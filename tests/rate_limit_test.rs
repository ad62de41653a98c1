// ABOUTME: Integration tests for per-client rate limiting on the /api routes
// ABOUTME: Quota exhaustion, header emission, client isolation and unlimited health checks
//
// SPDX-License-Identifier: MIT OR Apache-2.0
// Copyright (c) 2025 ShantiSaathi Contributors

#![allow(clippy::unwrap_used, clippy::expect_used, clippy::panic)]
#![allow(missing_docs)]

mod helpers;

use helpers::axum_test::AxumTestRequest;
use helpers::test_utils::{default_app, test_app, test_config, SpyProvider};
use serde_json::{json, Value};

const CLIENT: &str = "203.0.113.7:4000";

#[tokio::test]
async fn test_101st_request_in_window_is_limited() {
    let spy = SpyProvider::replying("ok");
    let app = default_app(spy.clone());

    for i in 0..100 {
        let response = AxumTestRequest::post("/api/chat")
            .from_peer(CLIENT)
            .json(&json!({"message": format!("message {i}")}))
            .send(app.clone())
            .await;
        assert_eq!(response.status(), 200, "request {i} should pass");
    }

    let response = AxumTestRequest::post("/api/chat")
        .from_peer(CLIENT)
        .json(&json!({"message": "one too many"}))
        .send(app)
        .await;

    assert_eq!(response.status(), 429);
    assert_eq!(response.header("ratelimit-limit"), Some("100"));
    assert_eq!(response.header("ratelimit-remaining"), Some("0"));
    let retry_after: u64 = response.header("retry-after").unwrap().parse().unwrap();
    assert!(retry_after > 0 && retry_after <= 15 * 60);

    let body: Value = response.json();
    assert_eq!(body["success"], false);
    assert_eq!(body["error"], "Too many requests. Please try again later.");
    assert_eq!(spy.calls(), 100);
}

#[tokio::test]
async fn test_allowed_requests_carry_quota_headers() {
    let app = default_app(SpyProvider::replying("ok"));

    let first = AxumTestRequest::get("/api/languages")
        .from_peer(CLIENT)
        .send(app.clone())
        .await;
    assert_eq!(first.status(), 200);
    assert_eq!(first.header("ratelimit-limit"), Some("100"));
    assert_eq!(first.header("ratelimit-remaining"), Some("99"));
    assert!(first.header("ratelimit-reset").is_some());
    assert!(first.header("retry-after").is_none());

    let second = AxumTestRequest::get("/api/languages")
        .from_peer(CLIENT)
        .send(app)
        .await;
    assert_eq!(second.header("ratelimit-remaining"), Some("98"));
}

#[tokio::test]
async fn test_clients_are_counted_separately() {
    let app = test_app(
        SpyProvider::replying("ok"),
        test_config(&[("RATE_LIMIT_MAX_REQUESTS", "2")]),
    );

    for _ in 0..2 {
        let response = AxumTestRequest::get("/api/languages")
            .from_peer(CLIENT)
            .send(app.clone())
            .await;
        assert_eq!(response.status(), 200);
    }
    let limited = AxumTestRequest::get("/api/languages")
        .from_peer(CLIENT)
        .send(app.clone())
        .await;
    assert_eq!(limited.status(), 429);

    let other = AxumTestRequest::get("/api/languages")
        .from_peer("198.51.100.20:5000")
        .send(app)
        .await;
    assert_eq!(other.status(), 200);
}

#[tokio::test]
async fn test_forwarded_address_is_used_without_peer() {
    let app = test_app(
        SpyProvider::replying("ok"),
        test_config(&[("RATE_LIMIT_MAX_REQUESTS", "1")]),
    );

    let first = AxumTestRequest::get("/api/languages")
        .header("x-forwarded-for", "192.0.2.1, 10.0.0.1")
        .send(app.clone())
        .await;
    assert_eq!(first.status(), 200);

    let second = AxumTestRequest::get("/api/languages")
        .header("x-forwarded-for", "192.0.2.1")
        .send(app.clone())
        .await;
    assert_eq!(second.status(), 429);

    let different = AxumTestRequest::get("/api/languages")
        .header("x-forwarded-for", "192.0.2.2")
        .send(app)
        .await;
    assert_eq!(different.status(), 200);
}

#[tokio::test]
async fn test_health_and_unknown_routes_are_not_limited() {
    let app = test_app(
        SpyProvider::replying("ok"),
        test_config(&[("RATE_LIMIT_MAX_REQUESTS", "1")]),
    );

    for _ in 0..5 {
        let health = AxumTestRequest::get("/health")
            .from_peer(CLIENT)
            .send(app.clone())
            .await;
        assert_eq!(health.status(), 200);
        assert!(health.header("ratelimit-limit").is_none());

        let missing = AxumTestRequest::get("/api/missing")
            .from_peer(CLIENT)
            .send(app.clone())
            .await;
        assert_eq!(missing.status(), 404);
    }
}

________

Reprint the data above from the opening line to the line holding "use helpers::axum_test::AxumTestRequest;", inclusive, and nothing else.

filename tests/rate_limit_test.rs
repository ad62de41653a98c1
// ABOUTME: Integration tests for per-client rate limiting on the /api routes
// ABOUTME: Quota exhaustion, header emission, client isolation and unlimited health checks
//
// SPDX-License-Identifier: MIT OR Apache-2.0
// Copyright (c) 2025 ShantiSaathi Contributors

#![allow(clippy::unwrap_used, clippy::expect_used, clippy::panic)]
#![allow(missing_docs)]

mod helpers;

use helpers::axum_test::AxumTestRequest;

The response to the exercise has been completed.